→ **Assignment**: What is needed is a word-for-word transcription of every record below.

→ **Dataset records**:
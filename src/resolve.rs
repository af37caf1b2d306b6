// Origin resolution: which square did a piece move from?
use crate::board::geometry::{between, diagonal_step, king_origins, knight_origins, straight_step};
use crate::board::{Board, Coord, Piece, PieceKind};
use crate::error::MoveError;
use crate::san::Disambiguation;

/// What to do when more than one piece could have made the move.
#[derive(Clone, Copy, Debug, Default, PartialEq, Eq)]
pub enum Resolution {
    /// Take the first candidate in row-major order (a8 → h1).
    #[default]
    FirstMatch,
    /// Fail with `AmbiguousOrigin` unless exactly one candidate remains.
    Strict,
}

/// Every square holding `piece` that can reach `to` and satisfies `hint`, in row-major order.
pub fn candidates(board: &Board, piece: Piece, to: Coord, hint: Disambiguation) -> Vec<Coord> {
    let mut found: Vec<Coord> = match piece.kind {
        PieceKind::Knight => knight_origins(to).collect(),
        PieceKind::King => king_origins(to).collect(),
        _ => {
            return board
                .pieces()
                .filter(|&(from, p)| p == piece && hint.admits(from) && slides_to(board, piece.kind, from, to))
                .map(|(from, _)| from)
                .collect()
        }
    };
    // offset tables are not in scan order
    found.retain(|&from| board.get(from) == Some(piece) && hint.admits(from));
    found.sort();
    found
}

pub fn resolve_origin(
    board: &Board,
    piece: Piece,
    to: Coord,
    hint: Disambiguation,
    resolution: Resolution,
) -> Result<Coord, MoveError> {
    let found = candidates(board, piece, to, hint);
    if found.len() > 1 && resolution == Resolution::Strict {
        return Err(MoveError::AmbiguousOrigin { piece, to, candidates: found });
    }
    found.first().copied().ok_or(MoveError::NoOriginFound { piece, to })
}

fn slides_to(board: &Board, kind: PieceKind, from: Coord, to: Coord) -> bool {
    let straight = matches!(kind, PieceKind::Rook | PieceKind::Queen);
    let diagonal = matches!(kind, PieceKind::Bishop | PieceKind::Queen);
    let step = match (straight_step(from, to), diagonal_step(from, to)) {
        (Some(s), _) if straight => s,
        (_, Some(s)) if diagonal => s,
        _ => return false,
    };
    between(from, to, step).all(|sq| board.is_empty(sq))
}
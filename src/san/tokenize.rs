use crate::board::Color;

#[derive(Clone, Copy, Debug, PartialEq, Eq)]
pub enum Token<'a> {
    /// `12.` or `12...`
    MoveNumber(&'a str),
    /// Free-standing annotation such as `e.p.`
    Annotation(&'a str),
    /// Anything else: a half-move or a result marker.
    Move(&'a str),
}

/// One half-move with its 1-based index in the game.
#[derive(Clone, Copy, Debug, PartialEq, Eq)]
pub struct Ply<'a> {
    pub index: usize,
    pub text: &'a str,
}

impl Ply<'_> {
    pub fn color(&self) -> Color {
        if self.index % 2 == 1 { Color::White } else { Color::Black }
    }
}

pub fn tokenize(movetext: &str) -> Vec<Token<'_>> {
    movetext
        .split_whitespace()
        .map(|t| {
            if is_move_number(t) {
                Token::MoveNumber(t)
            } else if t == "e.p." {
                Token::Annotation(t)
            } else {
                Token::Move(t)
            }
        })
        .collect()
}

/// Number the half-moves, dropping move numbers and annotations.
pub fn plies<'a>(tokens: &[Token<'a>]) -> Vec<Ply<'a>> {
    tokens
        .iter()
        .filter_map(|t| match t {
            Token::Move(text) => Some(*text),
            _ => None,
        })
        .enumerate()
        .map(|(i, text)| Ply { index: i + 1, text })
        .collect()
}

fn is_move_number(t: &str) -> bool {
    let rest = t.trim_start_matches(|c: char| c.is_ascii_digit());
    rest.len() < t.len() && !rest.is_empty() && rest.chars().all(|c| c == '.')
}

#[cfg(test)]
mod tests {
    use super::*;

    #[test]
    fn move_numbers_stay_separate() {
        let toks = tokenize("1. e4 e5\n2. Nf3  Nc6 1-0");
        assert_eq!(
            toks,
            vec![
                Token::MoveNumber("1."),
                Token::Move("e4"),
                Token::Move("e5"),
                Token::MoveNumber("2."),
                Token::Move("Nf3"),
                Token::Move("Nc6"),
                Token::Move("1-0"),
            ]
        );
    }

    #[test]
    fn black_continuation_and_ep_annotation() {
        let toks = tokenize("12... exd3 e.p. 13. Qxd3");
        assert_eq!(toks[0], Token::MoveNumber("12..."));
        assert_eq!(toks[2], Token::Annotation("e.p."));
        let p = plies(&toks);
        assert_eq!(p.len(), 2);
        assert_eq!(p[1], Ply { index: 2, text: "Qxd3" });
    }

    #[test]
    fn ply_parity_gives_color() {
        let p = plies(&tokenize("1. d4 d5 2. c4"));
        let colors: Vec<Color> = p.iter().map(Ply::color).collect();
        assert_eq!(colors, vec![Color::White, Color::Black, Color::White]);
    }

    #[test]
    fn results_are_not_move_numbers() {
        for r in ["1-0", "0-1", "1/2-1/2", "*"] {
            assert_eq!(tokenize(r), vec![Token::Move(r)]);
        }
    }

    #[test]
    fn empty_movetext_has_no_tokens() {
        assert!(tokenize("  \n\t ").is_empty());
    }
}
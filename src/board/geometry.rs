// Pure square geometry: offset tables and ray walkers. Nothing here looks at pieces.
use super::Coord;

pub const KNIGHT_OFFSETS: [(i8, i8); 8] = [
    (-2, -1), (-2, 1), (-1, -2), (-1, 2),
    (1, -2), (1, 2), (2, -1), (2, 1),
];

pub const KING_OFFSETS: [(i8, i8); 8] = [
    (-1, -1), (-1, 0), (-1, 1),
    (0, -1), (0, 1),
    (1, -1), (1, 0), (1, 1),
];

/// Squares a knight could have jumped from to land on `to`.
pub fn knight_origins(to: Coord) -> impl Iterator<Item = Coord> {
    KNIGHT_OFFSETS.iter().filter_map(move |&(dr, dc)| to.offset(dr, dc))
}

/// Squares adjacent to `to`.
pub fn king_origins(to: Coord) -> impl Iterator<Item = Coord> {
    KING_OFFSETS.iter().filter_map(move |&(dr, dc)| to.offset(dr, dc))
}

/// Unit step from `from` towards `to` along a rank or file.
pub fn straight_step(from: Coord, to: Coord) -> Option<(i8, i8)> {
    if from == to { return None; }
    if from.row == to.row || from.col == to.col {
        Some((sign(to.row, from.row), sign(to.col, from.col)))
    } else {
        None
    }
}

/// Unit step from `from` towards `to` along a diagonal.
pub fn diagonal_step(from: Coord, to: Coord) -> Option<(i8, i8)> {
    if from == to { return None; }
    let dr = (to.row as i8 - from.row as i8).abs();
    let dc = (to.col as i8 - from.col as i8).abs();
    if dr == dc {
        Some((sign(to.row, from.row), sign(to.col, from.col)))
    } else {
        None
    }
}

/// Squares strictly between `from` and `to` walking by `step`.
pub fn between(from: Coord, to: Coord, step: (i8, i8)) -> Between {
    Between { cur: from, to, step }
}

pub struct Between {
    cur: Coord,
    to: Coord,
    step: (i8, i8),
}

impl Iterator for Between {
    type Item = Coord;

    fn next(&mut self) -> Option<Coord> {
        let next = self.cur.offset(self.step.0, self.step.1)?;
        if next == self.to { return None; }
        self.cur = next;
        Some(next)
    }
}

fn sign(a: u8, b: u8) -> i8 {
    (a as i8 - b as i8).signum()
}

→ **Answer space**:
filename src/resolve.rs
repository af37caf1b2d306b6
// Origin resolution: which square did a piece move from?
use crate::board::geometry::{between, diagonal_step, king_origins, knight_origins, straight_step};
use crate::board::{Board, Coord, Piece, PieceKind};
use crate::error::MoveError;
use crate::san::Disambiguation;

/// What to do when more than one piece could have made the move.
#[derive(Clone, Copy, Debug, Default, PartialEq, Eq)]
pub enum Resolution {
    /// Take the first candidate in row-major order (a8 → h1).
    #[default]
    FirstMatch,
    /// Fail with `AmbiguousOrigin` unless exactly one candidate remains.
    Strict,
}

/// Every square holding `piece` that can reach `to` and satisfies `hint`, in row-major order.
pub fn candidates(board: &Board, piece: Piece, to: Coord, hint: Disambiguation) -> Vec<Coord> {
    let mut found: Vec<Coord> = match piece.kind {
        PieceKind::Knight => knight_origins(to).collect(),
        PieceKind::King => king_origins(to).collect(),
        _ => {
            return board
                .pieces()
                .filter(|&(from, p)| p == piece && hint.admits(from) && slides_to(board, piece.kind, from, to))
                .map(|(from, _)| from)
                .collect()
        }
    };
    // offset tables are not in scan order
    found.retain(|&from| board.get(from) == Some(piece) && hint.admits(from));
    found.sort();
    found
}

pub fn resolve_origin(
    board: &Board,
    piece: Piece,
    to: Coord,
    hint: Disambiguation,
    resolution: Resolution,
) -> Result<Coord, MoveError> {
    let found = candidates(board, piece, to, hint);
    if found.len() > 1 && resolution == Resolution::Strict {
        return Err(MoveError::AmbiguousOrigin { piece, to, candidates: found });
    }
    found.first().copied().ok_or(MoveError::NoOriginFound { piece, to })
}

fn slides_to(board: &Board, kind: PieceKind, from: Coord, to: Coord) -> bool {
    let straight = matches!(kind, PieceKind::Rook | PieceKind::Queen);
    let diagonal = matches!(kind, PieceKind::Bishop | PieceKind::Queen);
    let step = match (straight_step(from, to), diagonal_step(from, to)) {
        (Some(s), _) if straight => s,
        (_, Some(s)) if diagonal => s,
        _ => return false,
    };
    between(from, to, step).all(|sq| board.is_empty(sq))
}
filename src/san/tokenize.rs
use crate::board::Color;

#[derive(Clone, Copy, Debug, PartialEq, Eq)]
pub enum Token<'a> {
    /// `12.` or `12...`
    MoveNumber(&'a str),
    /// Free-standing annotation such as `e.p.`
    Annotation(&'a str),
    /// Anything else: a half-move or a result marker.
    Move(&'a str),
}

/// One half-move with its 1-based index in the game.
#[derive(Clone, Copy, Debug, PartialEq, Eq)]
pub struct Ply<'a> {
    pub index: usize,
    pub text: &'a str,
}

impl Ply<'_> {
    pub fn color(&self) -> Color {
        if self.index % 2 == 1 { Color::White } else { Color::Black }
    }
}

pub fn tokenize(movetext: &str) -> Vec<Token<'_>> {
    movetext
        .split_whitespace()
        .map(|t| {
            if is_move_number(t) {
                Token::MoveNumber(t)
            } else if t == "e.p." {
                Token::Annotation(t)
            } else {
                Token::Move(t)
            }
        })
        .collect()
}

/// Number the half-moves, dropping move numbers and annotations.
pub fn plies<'a>(tokens: &[Token<'a>]) -> Vec<Ply<'a>> {
    tokens
        .iter()
        .filter_map(|t| match t {
            Token::Move(text) => Some(*text),
            _ => None,
        })
        .enumerate()
        .map(|(i, text)| Ply { index: i + 1, text })
        .collect()
}

fn is_move_number(t: &str) -> bool {
    let rest = t.trim_start_matches(|c: char| c.is_ascii_digit());
    rest.len() < t.len() && !rest.is_empty() && rest.chars().all(|c| c == '.')
}

#[cfg(test)]
mod tests {
    use super::*;

    #[test]
    fn move_numbers_stay_separate() {
        let toks = tokenize("1. e4 e5\n2. Nf3  Nc6 1-0");
        assert_eq!(
            toks,
            vec![
                Token::MoveNumber("1."),
                Token::Move("e4"),
                Token::Move("e5"),
                Token::MoveNumber("2."),
                Token::Move("Nf3"),
                Token::Move("Nc6"),
                Token::Move("1-0"),
            ]
        );
    }

    #[test]
    fn black_continuation_and_ep_annotation() {
        let toks = tokenize("12... exd3 e.p. 13. Qxd3");
        assert_eq!(toks[0], Token::MoveNumber("12..."));
        assert_eq!(toks[2], Token::Annotation("e.p."));
        let p = plies(&toks);
        assert_eq!(p.len(), 2);
        assert_eq!(p[1], Ply { index: 2, text: "Qxd3" });
    }

    #[test]
    fn ply_parity_gives_color() {
        let p = plies(&tokenize("1. d4 d5 2. c4"));
        let colors: Vec<Color> = p.iter().map(Ply::color).collect();
        assert_eq!(colors, vec![Color::White, Color::Black, Color::White]);
    }

    #[test]
    fn results_are_not_move_numbers() {
        for r in ["1-0", "0-1", "1/2-1/2", "*"] {
            assert_eq!(tokenize(r), vec![Token::Move(r)]);
        }
    }

    #[test]
    fn empty_movetext_has_no_tokens() {
        assert!(tokenize("  \n\t ").is_empty());
    }
}
filename src/board/geometry.rs
// Pure square geometry: offset tables and ray walkers. Nothing here looks at pieces.
use super::Coord;

pub const KNIGHT_OFFSETS: [(i8, i8); 8] = [
    (-2, -1), (-2, 1), (-1, -2), (-1, 2),
    (1, -2), (1, 2), (2, -1), (2, 1),
];

pub const KING_OFFSETS: [(i8, i8); 8] = [
    (-1, -1), (-1, 0), (-1, 1),
    (0, -1), (0, 1),
    (1, -1), (1, 0), (1, 1),
];

/// Squares a knight could have jumped from to land on `to`.
pub fn knight_origins(to: Coord) -> impl Iterator<Item = Coord> {
    KNIGHT_OFFSETS.iter().filter_map(move |&(dr, dc)| to.offset(dr, dc))
}

/// Squares adjacent to `to`.
pub fn king_origins(to: Coord) -> impl Iterator<Item = Coord> {
    KING_OFFSETS.iter().filter_map(move |&(dr, dc)| to.offset(dr, dc))
}

/// Unit step from `from` towards `to` along a rank or file.
pub fn straight_step(from: Coord, to: Coord) -> Option<(i8, i8)> {
    if from == to { return None; }
    if from.row == to.row || from.col == to.col {
        Some((sign(to.row, from.row), sign(to.col, from.col)))
    } else {
        None
    }
}

/// Unit step from `from` towards `to` along a diagonal.
pub fn diagonal_step(from: Coord, to: Coord) -> Option<(i8, i8)> {
    if from == to { return None; }
    let dr = (to.row as i8 - from.row as i8).abs();
    let dc = (to.col as i8 - from.col as i8).abs();
    if dr == dc {
        Some((sign(to.row, from.row), sign(to.col, from.col)))
    } else {
        None
    }
}

/// Squares strictly between `from` and `to` walking by `step`.
pub fn between(from: Coord, to: Coord, step: (i8, i8)) -> Between {
    Between { cur: from, to, step }
}

pub struct Between {
    cur: Coord,
    to: Coord,
    step: (i8, i8),
}

impl Iterator for Between {
    type Item = Coord;

    fn next(&mut self) -> Option<Coord> {
        let next = self.cur.offset(self.step.0, self.step.1)?;
        if next == self.to { return None; }
        self.cur = next;
        Some(next)
    }
}

fn sign(a: u8, b: u8) -> i8 {
    (a as i8 - b as i8).signum()
}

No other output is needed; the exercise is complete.